DIRECTIONS FOR THIS TASK: Write out all the entries below without any change.

[Opening RECORDS FOR THE EXERCISE section]

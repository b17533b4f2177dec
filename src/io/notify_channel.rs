//! Typed channel for user-facing notifications
//!
//! Producers never block: when the bounded channel is full the
//! notification is dropped and counted in metrics.

use crate::domain::error::AdvisoryKind;
use crate::domain::types::{epoch_ms, ProximityEvent, Target, TargetId, Transition};
use crate::infra::metrics::Metrics;
use crate::services::catalog::StoryView;
use crate::services::distance::km_to_m;
use crate::services::guide::GuideSnapshot;
use crate::services::walk_engine::WalkNotice;
use serde::Serialize;
use std::sync::atomic::{AtomicU64, Ordering};
use std::sync::Arc;
use tokio::sync::mpsc;
use tokio::sync::mpsc::error::TrySendError;
use tracing::{debug, warn};

/// Everything the presentation layer is told about
#[derive(Debug, Clone, PartialEq, Serialize)]
#[serde(tag = "type", rename_all = "snake_case")]
pub enum Notification {
    /// A story was unlocked or locked again
    Proximity {
        ts: u64,
        target_id: TargetId,
        title: String,
        transition: Transition,
        distance_m: u64,
    },
    Walk {
        ts: u64,
        notice: WalkNotice,
    },
    /// Recovered failure; the app carries on with reduced functionality
    Advisory {
        ts: u64,
        kind: AdvisoryKind,
        message: String,
    },
    /// A command was refused
    Rejected {
        ts: u64,
        command: &'static str,
        kind: &'static str,
        message: String,
    },
    Snapshot {
        ts: u64,
        snapshot: Box<GuideSnapshot>,
    },
    /// Story listing (filter or nearby)
    Stories {
        ts: u64,
        query: String,
        stories: Vec<StoryView>,
    },
    /// Full content of an opened story
    Story {
        ts: u64,
        id: TargetId,
        title: String,
        category: String,
        content: String,
        #[serde(skip_serializing_if = "String::is_empty")]
        image: String,
        #[serde(skip_serializing_if = "String::is_empty")]
        audio: String,
    },
}

impl Notification {
    pub fn kind(&self) -> &'static str {
        match self {
            Notification::Proximity { .. } => "proximity",
            Notification::Walk { .. } => "walk",
            Notification::Advisory { .. } => "advisory",
            Notification::Rejected { .. } => "rejected",
            Notification::Snapshot { .. } => "snapshot",
            Notification::Stories { .. } => "stories",
            Notification::Story { .. } => "story",
        }
    }

    pub fn to_json(&self) -> String {
        // Serialization of these payloads cannot fail (string keys only)
        serde_json::to_string(self).unwrap_or_default()
    }
}

/// Sender handle for notifications
///
/// Clone this to share across producers.
#[derive(Clone)]
pub struct NotificationSender {
    tx: mpsc::Sender<Notification>,
    metrics: Arc<Metrics>,
    /// Epoch ms of the last drop warning, for rate limiting
    last_drop_warn: Arc<AtomicU64>,
}

impl NotificationSender {
    pub fn new(tx: mpsc::Sender<Notification>, metrics: Arc<Metrics>) -> Self {
        Self { tx, metrics, last_drop_warn: Arc::new(AtomicU64::new(0)) }
    }

    /// Queue a notification; dropped if the channel is full
    pub fn publish(&self, notification: Notification) {
        let kind = notification.kind();
        match self.tx.try_send(notification) {
            Ok(()) => self.metrics.record_notification(),
            Err(TrySendError::Full(_)) => {
                self.metrics.record_notification_dropped();
                // Rate-limit warning to 1 per second
                let now = epoch_ms();
                let last = self.last_drop_warn.load(Ordering::Relaxed);
                if now.saturating_sub(last) > 1000 {
                    self.last_drop_warn.store(now, Ordering::Relaxed);
                    warn!(kind = %kind, "notification_dropped: channel full");
                }
            }
            Err(TrySendError::Closed(_)) => {
                debug!(kind = %kind, "notification_channel_closed");
            }
        }
    }

    pub fn proximity(&self, event: &ProximityEvent, title: &str) {
        self.publish(Notification::Proximity {
            ts: epoch_ms(),
            target_id: event.target_id.clone(),
            title: title.to_string(),
            transition: event.transition,
            distance_m: km_to_m(event.distance_km),
        });
    }

    pub fn walk(&self, notice: WalkNotice) {
        self.publish(Notification::Walk { ts: epoch_ms(), notice });
    }

    pub fn advisory(&self, kind: AdvisoryKind, message: impl Into<String>) {
        self.publish(Notification::Advisory { ts: epoch_ms(), kind, message: message.into() });
    }

    pub fn rejected(&self, command: &'static str, kind: &'static str, message: String) {
        self.publish(Notification::Rejected { ts: epoch_ms(), command, kind, message });
    }

    pub fn snapshot(&self, snapshot: GuideSnapshot) {
        self.publish(Notification::Snapshot { ts: epoch_ms(), snapshot: Box::new(snapshot) });
    }

    pub fn stories(&self, query: impl Into<String>, stories: Vec<StoryView>) {
        self.publish(Notification::Stories { ts: epoch_ms(), query: query.into(), stories });
    }

    pub fn story(&self, target: &Target) {
        self.publish(Notification::Story {
            ts: epoch_ms(),
            id: target.id.clone(),
            title: target.title.clone(),
            category: target.category.clone(),
            content: target.content.clone(),
            image: target.image_ref.clone(),
            audio: target.audio_ref.clone(),
        });
    }
}

/// Create a new notification channel pair
///
/// Returns (sender, receiver) where sender can be cloned and shared.
pub fn create_notification_channel(
    buffer_size: usize,
    metrics: Arc<Metrics>,
) -> (NotificationSender, mpsc::Receiver<Notification>) {
    let (tx, rx) = mpsc::channel(buffer_size);
    (NotificationSender::new(tx, metrics), rx)
}

#[cfg(test)]
mod tests {
    use super::*;

    #[test]
    fn test_drop_when_full() {
        let metrics = Arc::new(Metrics::new());
        let (sender, mut rx) = create_notification_channel(1, metrics.clone());

        sender.advisory(AdvisoryKind::RoutingUnavailable, "first");
        sender.advisory(AdvisoryKind::RoutingUnavailable, "second");

        assert_eq!(metrics.notifications_dropped(), 1);
        match rx.try_recv().unwrap() {
            Notification::Advisory { message, .. } => assert_eq!(message, "first"),
            other => panic!("unexpected {other:?}"),
        }
        assert!(rx.try_recv().is_err());
    }

    #[test]
    fn test_closed_channel_does_not_count_drop() {
        let metrics = Arc::new(Metrics::new());
        let (sender, rx) = create_notification_channel(4, metrics.clone());
        drop(rx);

        sender.advisory(AdvisoryKind::LocationUnavailable, "gone");
        assert_eq!(metrics.notifications_dropped(), 0);
    }

    #[test]
    fn test_json_is_tagged() {
        let n = Notification::Advisory {
            ts: 1,
            kind: AdvisoryKind::CatalogLoadFailed,
            message: "boom".to_string(),
        };
        let v: serde_json::Value = serde_json::from_str(&n.to_json()).unwrap();
        assert_eq!(v["type"], "advisory");
        assert_eq!(v["kind"], "catalog_load_failed");
    }

    #[test]
    fn test_walk_notice_nested() {
        let n = Notification::Walk {
            ts: 1,
            notice: WalkNotice::Ended { walk_id: crate::domain::types::WalkId::new("w1") },
        };
        let v: serde_json::Value = serde_json::from_str(&n.to_json()).unwrap();
        assert_eq!(v["type"], "walk");
        assert_eq!(v["notice"]["event"], "ended");
        assert_eq!(v["notice"]["walk_id"], "w1");
    }

    #[test]
    fn test_proximity_rounds_distance() {
        let (sender, mut rx) = create_notification_channel(4, Arc::new(Metrics::new()));
        let event = ProximityEvent {
            target_id: TargetId::new("worm"),
            transition: Transition::Entered,
            distance_km: 0.0423,
        };
        sender.proximity(&event, "The Lambton Worm");

        match rx.try_recv().unwrap() {
            Notification::Proximity { distance_m, transition, .. } => {
                assert_eq!(distance_m, 42);
                assert_eq!(transition, Transition::Entered);
            }
            other => panic!("unexpected {other:?}"),
        }
    }
}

[Closing RECORDS FOR THE EXERCISE section]

EXERCISE OUTPUT:
repository b17533b4f2177dec
filename src/io/notify_channel.rs
//! Typed channel for user-facing notifications
//!
//! Producers never block: when the bounded channel is full the
//! notification is dropped and counted in metrics.

use crate::domain::error::AdvisoryKind;
use crate::domain::types::{epoch_ms, ProximityEvent, Target, TargetId, Transition};
use crate::infra::metrics::Metrics;
use crate::services::catalog::StoryView;
use crate::services::distance::km_to_m;
use crate::services::guide::GuideSnapshot;
use crate::services::walk_engine::WalkNotice;
use serde::Serialize;
use std::sync::atomic::{AtomicU64, Ordering};
use std::sync::Arc;
use tokio::sync::mpsc;
use tokio::sync::mpsc::error::TrySendError;
use tracing::{debug, warn};

/// Everything the presentation layer is told about
#[derive(Debug, Clone, PartialEq, Serialize)]
#[serde(tag = "type", rename_all = "snake_case")]
pub enum Notification {
    /// A story was unlocked or locked again
    Proximity {
        ts: u64,
        target_id: TargetId,
        title: String,
        transition: Transition,
        distance_m: u64,
    },
    Walk {
        ts: u64,
        notice: WalkNotice,
    },
    /// Recovered failure; the app carries on with reduced functionality
    Advisory {
        ts: u64,
        kind: AdvisoryKind,
        message: String,
    },
    /// A command was refused
    Rejected {
        ts: u64,
        command: &'static str,
        kind: &'static str,
        message: String,
    },
    Snapshot {
        ts: u64,
        snapshot: Box<GuideSnapshot>,
    },
    /// Story listing (filter or nearby)
    Stories {
        ts: u64,
        query: String,
        stories: Vec<StoryView>,
    },
    /// Full content of an opened story
    Story {
        ts: u64,
        id: TargetId,
        title: String,
        category: String,
        content: String,
        #[serde(skip_serializing_if = "String::is_empty")]
        image: String,
        #[serde(skip_serializing_if = "String::is_empty")]
        audio: String,
    },
}

impl Notification {
    pub fn kind(&self) -> &'static str {
        match self {
            Notification::Proximity { .. } => "proximity",
            Notification::Walk { .. } => "walk",
            Notification::Advisory { .. } => "advisory",
            Notification::Rejected { .. } => "rejected",
            Notification::Snapshot { .. } => "snapshot",
            Notification::Stories { .. } => "stories",
            Notification::Story { .. } => "story",
        }
    }

    pub fn to_json(&self) -> String {
        // Serialization of these payloads cannot fail (string keys only)
        serde_json::to_string(self).unwrap_or_default()
    }
}

/// Sender handle for notifications
///
/// Clone this to share across producers.
#[derive(Clone)]
pub struct NotificationSender {
    tx: mpsc::Sender<Notification>,
    metrics: Arc<Metrics>,
    /// Epoch ms of the last drop warning, for rate limiting
    last_drop_warn: Arc<AtomicU64>,
}

impl NotificationSender {
    pub fn new(tx: mpsc::Sender<Notification>, metrics: Arc<Metrics>) -> Self {
        Self { tx, metrics, last_drop_warn: Arc::new(AtomicU64::new(0)) }
    }

    /// Queue a notification; dropped if the channel is full
    pub fn publish(&self, notification: Notification) {
        let kind = notification.kind();
        match self.tx.try_send(notification) {
            Ok(()) => self.metrics.record_notification(),
            Err(TrySendError::Full(_)) => {
                self.metrics.record_notification_dropped();
                // Rate-limit warning to 1 per second
                let now = epoch_ms();
                let last = self.last_drop_warn.load(Ordering::Relaxed);
                if now.saturating_sub(last) > 1000 {
                    self.last_drop_warn.store(now, Ordering::Relaxed);
                    warn!(kind = %kind, "notification_dropped: channel full");
                }
            }
            Err(TrySendError::Closed(_)) => {
                debug!(kind = %kind, "notification_channel_closed");
            }
        }
    }

    pub fn proximity(&self, event: &ProximityEvent, title: &str) {
        self.publish(Notification::Proximity {
            ts: epoch_ms(),
            target_id: event.target_id.clone(),
            title: title.to_string(),
            transition: event.transition,
            distance_m: km_to_m(event.distance_km),
        });
    }

    pub fn walk(&self, notice: WalkNotice) {
        self.publish(Notification::Walk { ts: epoch_ms(), notice });
    }

    pub fn advisory(&self, kind: AdvisoryKind, message: impl Into<String>) {
        self.publish(Notification::Advisory { ts: epoch_ms(), kind, message: message.into() });
    }

    pub fn rejected(&self, command: &'static str, kind: &'static str, message: String) {
        self.publish(Notification::Rejected { ts: epoch_ms(), command, kind, message });
    }

    pub fn snapshot(&self, snapshot: GuideSnapshot) {
        self.publish(Notification::Snapshot { ts: epoch_ms(), snapshot: Box::new(snapshot) });
    }

    pub fn stories(&self, query: impl Into<String>, stories: Vec<StoryView>) {
        self.publish(Notification::Stories { ts: epoch_ms(), query: query.into(), stories });
    }

    pub fn story(&self, target: &Target) {
        self.publish(Notification::Story {
            ts: epoch_ms(),
            id: target.id.clone(),
            title: target.title.clone(),
            category: target.category.clone(),
            content: target.content.clone(),
            image: target.image_ref.clone(),
            audio: target.audio_ref.clone(),
        });
    }
}

/// Create a new notification channel pair
///
/// Returns (sender, receiver) where sender can be cloned and shared.
pub fn create_notification_channel(
    buffer_size: usize,
    metrics: Arc<Metrics>,
) -> (NotificationSender, mpsc::Receiver<Notification>) {
    let (tx, rx) = mpsc::channel(buffer_size);
    (NotificationSender::new(tx, metrics), rx)
}

#[cfg(test)]
mod tests {
    use super::*;

    #[test]
    fn test_drop_when_full() {
        let metrics = Arc::new(Metrics::new());
        let (sender, mut rx) = create_notification_channel(1, metrics.clone());

        sender.advisory(AdvisoryKind::RoutingUnavailable, "first");
        sender.advisory(AdvisoryKind::RoutingUnavailable, "second");

        assert_eq!(metrics.notifications_dropped(), 1);
        match rx.try_recv().unwrap() {
            Notification::Advisory { message, .. } => assert_eq!(message, "first"),
            other => panic!("unexpected {other:?}"),
        }
        assert!(rx.try_recv().is_err());
    }

    #[test]
    fn test_closed_channel_does_not_count_drop() {
        let metrics = Arc::new(Metrics::new());
        let (sender, rx) = create_notification_channel(4, metrics.clone());
        drop(rx);

        sender.advisory(AdvisoryKind::LocationUnavailable, "gone");
        assert_eq!(metrics.notifications_dropped(), 0);
    }

    #[test]
    fn test_json_is_tagged() {
        let n = Notification::Advisory {
            ts: 1,
            kind: AdvisoryKind::CatalogLoadFailed,
            message: "boom".to_string(),
        };
        let v: serde_json::Value = serde_json::from_str(&n.to_json()).unwrap();
        assert_eq!(v["type"], "advisory");
        assert_eq!(v["kind"], "catalog_load_failed");
    }

    #[test]
    fn test_walk_notice_nested() {
        let n = Notification::Walk {
            ts: 1,
            notice: WalkNotice::Ended { walk_id: crate::domain::types::WalkId::new("w1") },
        };
        let v: serde_json::Value = serde_json::from_str(&n.to_json()).unwrap();
        assert_eq!(v["type"], "walk");
        assert_eq!(v["notice"]["event"], "ended");
        assert_eq!(v["notice"]["walk_id"], "w1");
    }

    #[test]
    fn test_proximity_rounds_distance() {
        let (sender, mut rx) = create_notification_channel(4, Arc::new(Metrics::new()));
        let event = ProximityEvent {
            target_id: TargetId::new("worm"),
            transition: Transition::Entered,
            distance_km: 0.0423,
        };
        sender.proximity(&event, "The Lambton Worm");

        match rx.try_recv().unwrap() {
            Notification::Proximity { distance_m, transition, .. } => {
                assert_eq!(distance_m, 42);
                assert_eq!(transition, Transition::Entered);
            }
            other => panic!("unexpected {other:?}"),
        }
    }
}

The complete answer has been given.